My shadows whipped around me in threat. If he didn’t share those oddly familiar features with the male who saved my life, I would’ve released them. Let them rough him up a bit. Instead, I passed by him, leashing my shadows before they slipped beneath her door.
“Get back in your room.”
“Yes, Sir.”
A door opened and shut behind me, sounding closer than it should’ve.
I guaranteed he went into her room, and I didn’t have enough energy to go drag him out. Or, more likely, I didn’t want to set foot in there.
I entered my sitting area and sighed in relief. It was empty. I walked over to the wall of weapons by my fireplace, removed my Soul Swords and daggers from my person, and placed them back on the runed wall. Raising my last dagger, I paused.
Sinking into the chair next to my fire, I twisted the handle of Tsal-mawet in my palms. This dagger could change my life—if only we had my feather. Lucifer would want to know I’d found the blade that sawed off his wings and created the world we now live in.
Hell.
The place the council claimed they wanted me. But they were lies. Etan would’ve kept me as his slave for all eternity. Fortunately, I escaped, and now I had a home in Hell’s first circle: Redemption.

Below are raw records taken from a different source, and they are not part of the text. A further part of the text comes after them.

//! Per-sequence ECI slopes.

use eci_core::config::EstimatorConfig;
use eci_core::errors::EstimationError;
use eci_core::types::{EciEstimate, InternalWindow, SequenceRecord};

use super::slope::ols_fit;

/// Reduces an effective-rank window series to `eci_raw` and `early_eci_raw`.
#[derive(Debug, Clone, Copy, PartialEq, Eq)]
pub struct EciEstimator {
    early_cutoff: usize,
}

impl EciEstimator {
    pub fn new(early_cutoff: usize) -> Self {
        Self { early_cutoff }
    }

    pub fn from_config(config: &EstimatorConfig) -> Self {
        Self::new(config.effective_early_cutoff())
    }

    pub fn early_cutoff(&self) -> usize {
        self.early_cutoff
    }

    /// Slope of effective rank against window midpoint over the full series.
    pub fn eci_raw(&self, series: &[InternalWindow]) -> Result<f64, EstimationError> {
        rank_slope("eci_raw", series.iter())
    }

    /// Slope over windows with `window_end <= early_cutoff`.
    pub fn early_eci_raw(&self, series: &[InternalWindow]) -> Result<f64, EstimationError> {
        rank_slope(
            "early_eci_raw",
            series.iter().filter(|w| w.bounds.end <= self.early_cutoff),
        )
    }

    /// Both slopes for one record. Only `eci_raw` failing rejects the
    /// record; an undefined early slope is left empty.
    pub fn estimate(&self, record: &SequenceRecord) -> Result<EciEstimate, EstimationError> {
        let eci_raw = self.eci_raw(&record.internal)?;
        let early_eci_raw = match self.early_eci_raw(&record.internal) {
            Ok(slope) => Some(slope),
            Err(e) => {
                tracing::debug!(
                    prompt_id = %record.meta.prompt_id,
                    model_name = %record.meta.model_name,
                    early_cutoff = self.early_cutoff,
                    "early_eci_raw undefined: {e}"
                );
                None
            }
        };
        Ok(EciEstimate {
            meta: record.meta.clone(),
            n_windows: record.internal.len(),
            n_tokens: record.n_tokens(),
            eci_raw,
            early_eci_raw,
        })
    }
}

fn rank_slope<'a>(
    statistic: &'static str,
    windows: impl Iterator<Item = &'a InternalWindow>,
) -> Result<f64, EstimationError> {
    let (x, y): (Vec<f64>, Vec<f64>) = windows
        .map(|w| (w.bounds.midpoint(), w.effective_rank))
        .unzip();

    ols_fit(&x, &y)
        .map(|fit| fit.slope)
        .ok_or_else(|| EstimationError::InsufficientWindows {
            statistic,
            required: 2,
            found: distinct_count(&x),
        })
}

fn distinct_count(values: &[f64]) -> usize {
    let mut sorted = values.to_vec();
    sorted.sort_by(f64::total_cmp);
    sorted.dedup();
    sorted.len()
}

It used to be the least gruesome circle of the seven—until twenty years ago, when the gates closed and Hell began to devolve. The Seven Circles stopped recycling souls, making them overcrowded and allowing dangerous souls to pop into circles they weren’t allowed in. And now… now everything was fucked, making my job as a general harder than it’d ever been.
I fingered the deadly blade, unable to resist the magnetic pull of the cold, lethal edge. Its power hummed against my fingers as if calling out to be used. But Tsal-mawet wasn’t meant to be wielded by the hands of men or angels. It was the Weaver’s to use—to create and destroy. And it certainly wasn’t meant for torture.
Mymuscles tensed, urging me to find the Archangel that tore apart her flesh. My vision darkened as a wisp seeped from my hand, wrapping around the hilt of the humming metal. I wanted to destroy him. I wanted to make every blood vessel in his body burst and savor his screams as I filleted?—
I hissed, cutting myself on one of the dagger’s sharp quillons.
For fuck’s sake.
Every time I so much as thought about her lying there, bloody and dying, unending cold rage seized my thoughts. All I could think about was revenge on everyone involved in her torture.
Lucille’s torture.
My second problem.
Arms wrapped around me from behind, startling me from my thoughts.
“Are you going to play with your dagger all night or come to your bed and play with me instead?” Moira asked, pressing her soft lips to my ear.
Seven Hells, my shadows didn’t sense her? Was I that distracted?
She slowly slid her naked arms down my chest. My muscles pushed at the thick material of my uniform like my shadows pushed at my body to escape—and go to… her. Not the female attempting to unbuckle my cuirass. The female down the hall.
The writhing wisps living inside me were both a part of me and an entity all their own. They craved the female like they craved the blood of our victims. They craved her, and I desired to havenothingto do with her.